In addition to falling behind on her HOA payments, however, Oakenell also stopped paying federal income taxes. The IRS subsequently filed notices of federal tax liens against Oakenell at the Clark County Recorder’s office on May 1, 2009 and June 24, 2009. As of October 1, 2018, Oakenell had accrued $250,953. 37 in income tax liability plus daily compounding interest.

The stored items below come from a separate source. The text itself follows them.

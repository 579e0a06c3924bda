//! Configuration and settings management
//!
//! Loads settings from environment variables and defines the relay constants.

use config::{Config, ConfigError, Environment};
use serde::Deserialize;
use std::fmt;

/// Default `OpenRouter` chat completions endpoint
pub const OPENROUTER_API_URL: &str = "https://openrouter.ai/api/v1/chat/completions";
/// Default model used for every relayed message
pub const OPENROUTER_MODEL: &str = "deepseek/deepseek-chat";

/// Application settings loaded from environment variables
#[derive(Deserialize, Clone)]
pub struct Settings {
    /// Telegram Bot API token (`BOT_TOKEN`)
    pub bot_token: String,

    /// `OpenRouter` API key (`OPENROUTER_API_KEY`)
    pub openrouter_api_key: String,

    /// Chat completions endpoint (`OPENROUTER_API_URL`)
    #[serde(default = "default_openrouter_api_url")]
    pub openrouter_api_url: String,

    /// Model identifier sent with each request (`OPENROUTER_MODEL`)
    #[serde(default = "default_openrouter_model")]
    pub openrouter_model: String,
}

impl fmt::Debug for Settings {
    fn fmt(&self, f: &mut fmt::Formatter<'_>) -> fmt::Result {
        f.debug_struct("Settings")
            .field("bot_token", &"[MASKED]")
            .field("openrouter_api_key", &"[MASKED]")
            .field("openrouter_api_url", &self.openrouter_api_url)
            .field("openrouter_model", &self.openrouter_model)
            .finish()
    }
}

fn default_openrouter_api_url() -> String {
    OPENROUTER_API_URL.to_string()
}

fn default_openrouter_model() -> String {
    OPENROUTER_MODEL.to_string()
}

impl Settings {
    /// Create new settings by loading from the process environment
    ///
    /// # Examples
    ///
    /// ```no_run
    /// use openrouter_relay_bot::config::Settings;
    ///
    /// let settings = Settings::new().expect("Failed to load configuration");
    /// ```
    ///
    /// # Errors
    ///
    /// Returns a `ConfigError` if a required variable is missing or blank.
    pub fn new() -> Result<Self, ConfigError> {
        let source = Config::builder()
            // Environment::default() maps UPPER_SNAKE_CASE to snake_case keys,
            // ignore_empty treats empty env vars as unset
            .add_source(Environment::default().ignore_empty(true))
            .build()?;

        Self::from_config(source)
    }

    /// Deserialize and validate settings from an already built [`Config`].
    ///
    /// # Errors
    ///
    /// Returns a `ConfigError` if deserialization or validation fails.
    pub fn from_config(source: Config) -> Result<Self, ConfigError> {
        let settings: Self = source.try_deserialize()?;
        settings.validate()?;
        Ok(settings)
    }

    /// Reject credentials that are present but blank.
    ///
    /// # Errors
    ///
    /// Returns `ConfigError::Message` naming the offending variable.
    pub fn validate(&self) -> Result<(), ConfigError> {
        if self.bot_token.trim().is_empty() {
            return Err(ConfigError::Message("BOT_TOKEN must not be empty".into()));
        }
        if self.openrouter_api_key.trim().is_empty() {
            return Err(ConfigError::Message(
                "OPENROUTER_API_KEY must not be empty".into(),
            ));
        }
        Ok(())
    }
}

/// Get the outbound LLM request timeout from env.
///
/// Environment variable: `LLM_HTTP_TIMEOUT_SECS`. Unset, unparsable or zero
/// means requests run without a timeout.
#[must_use]
pub fn get_llm_http_timeout_secs() -> Option<u64> {
    parse_timeout_secs(std::env::var("LLM_HTTP_TIMEOUT_SECS").ok().as_deref())
}

fn parse_timeout_secs(raw: Option<&str>) -> Option<u64> {
    raw.and_then(|s| s.trim().parse::<u64>().ok())
        .filter(|secs| *secs > 0)
}

#[cfg(test)]
mod tests {
    use super::*;
    use std::env;

    fn source(pairs: &[(&str, &str)]) -> Result<Config, ConfigError> {
        pairs
            .iter()
            .try_fold(Config::builder(), |builder, (key, value)| {
                builder.set_override(*key, *value)
            })?
            .build()
    }

    #[test]
    fn test_defaults_applied() -> Result<(), Box<dyn std::error::Error>> {
        let settings = Settings::from_config(source(&[
            ("bot_token", "123:abc"),
            ("openrouter_api_key", "sk-or-test"),
        ])?)?;

        assert_eq!(settings.bot_token, "123:abc");
        assert_eq!(settings.openrouter_api_key, "sk-or-test");
        assert_eq!(settings.openrouter_api_url, OPENROUTER_API_URL);
        assert_eq!(settings.openrouter_model, OPENROUTER_MODEL);
        Ok(())
    }

    #[test]
    fn test_overrides_respected() -> Result<(), Box<dyn std::error::Error>> {
        let settings = Settings::from_config(source(&[
            ("bot_token", "123:abc"),
            ("openrouter_api_key", "sk-or-test"),
            ("openrouter_api_url", "http://localhost:9000/v1/chat/completions"),
            ("openrouter_model", "openai/gpt-4o-mini"),
        ])?)?;

        assert_eq!(
            settings.openrouter_api_url,
            "http://localhost:9000/v1/chat/completions"
        );
        assert_eq!(settings.openrouter_model, "openai/gpt-4o-mini");
        Ok(())
    }

    #[test]
    fn test_debug_masks_credentials() -> Result<(), Box<dyn std::error::Error>> {
        let settings = Settings::from_config(source(&[
            ("bot_token", "123:secret_bot_token"),
            ("openrouter_api_key", "sk-or-secret"),
        ])?)?;

        let printed = format!("{settings:?}");
        assert!(!printed.contains("secret_bot_token"));
        assert!(!printed.contains("sk-or-secret"));
        assert!(printed.contains(OPENROUTER_MODEL));
        Ok(())
    }

    #[test]
    fn test_missing_key_rejected() -> Result<(), Box<dyn std::error::Error>> {
        let result = Settings::from_config(source(&[("bot_token", "123:abc")])?);
        assert!(result.is_err());
        Ok(())
    }

    #[test]
    fn test_blank_key_rejected() -> Result<(), Box<dyn std::error::Error>> {
        let result = Settings::from_config(source(&[
            ("bot_token", "   "),
            ("openrouter_api_key", "sk-or-test"),
        ])?);
        assert!(matches!(result, Err(ConfigError::Message(_))));
        Ok(())
    }

    #[test]
    fn test_timeout_parsing() {
        assert_eq!(parse_timeout_secs(None), None);
        assert_eq!(parse_timeout_secs(Some("")), None);
        assert_eq!(parse_timeout_secs(Some("abc")), None);
        assert_eq!(parse_timeout_secs(Some("0")), None);
        assert_eq!(parse_timeout_secs(Some(" 45 ")), Some(45));
    }

    // Only test in this module that touches the process environment
    #[test]
    fn test_config_env_loading() -> Result<(), Box<dyn std::error::Error>> {
        env::set_var("BOT_TOKEN", "42:env_token");
        env::set_var("OPENROUTER_API_KEY", "sk-or-env");
        env::set_var("OPENROUTER_MODEL", "");

        let settings = Settings::new()?;
        assert_eq!(settings.bot_token, "42:env_token");
        assert_eq!(settings.openrouter_api_key, "sk-or-env");
        // Empty env var is treated as unset
        assert_eq!(settings.openrouter_model, OPENROUTER_MODEL);

        env::remove_var("BOT_TOKEN");
        env::remove_var("OPENROUTER_API_KEY");
        env::remove_var("OPENROUTER_MODEL");
        Ok(())
    }
}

For any reader not familiar with the federal tax lien, a quick detour into lien law may help.  For a more detailed discussion of this lien law, refer to Saltzman and Book, “IRS Practice and Procedure” at chapter 14.04, et seq.  When the IRS makes an assessment, it sends a notice and demand letter (required by IRC 6303) almost immediately thereafter.  If the taxpayer fails to pay the tax within the time prescribed in the notice and demand letter, the federal tax lien comes into existence relates back to the date of assessment and attaches to all of the taxpayer’s property and right to property.  The lien also attaches to all after-acquired property as long as the lien remains in existence.  In this case the federal tax lien would have attached to the property Ms. Oakenell purchased immediately upon closing; however, at that time the lien was known only to the IRS and Ms. Oakenell, since the IRS had not yet made the lien public by filing a notice of the lien.

In 1966 Congress passed the legislation establishing the lien priority rules that still apply today.  Congress gave the federal tax lien the broadest possible power; however, it limited that power by creating a first in time rule in IRC 6323(a).  That first in time rule allows a competing interest to defeat the federal tax lien if perfected prior to perfection of the federal tax lien.  Perfection of the federal tax lien occurs when the IRS files the notice in the appropriate place.  In this case the fight concerns the timing of the filing of the lien and not the location.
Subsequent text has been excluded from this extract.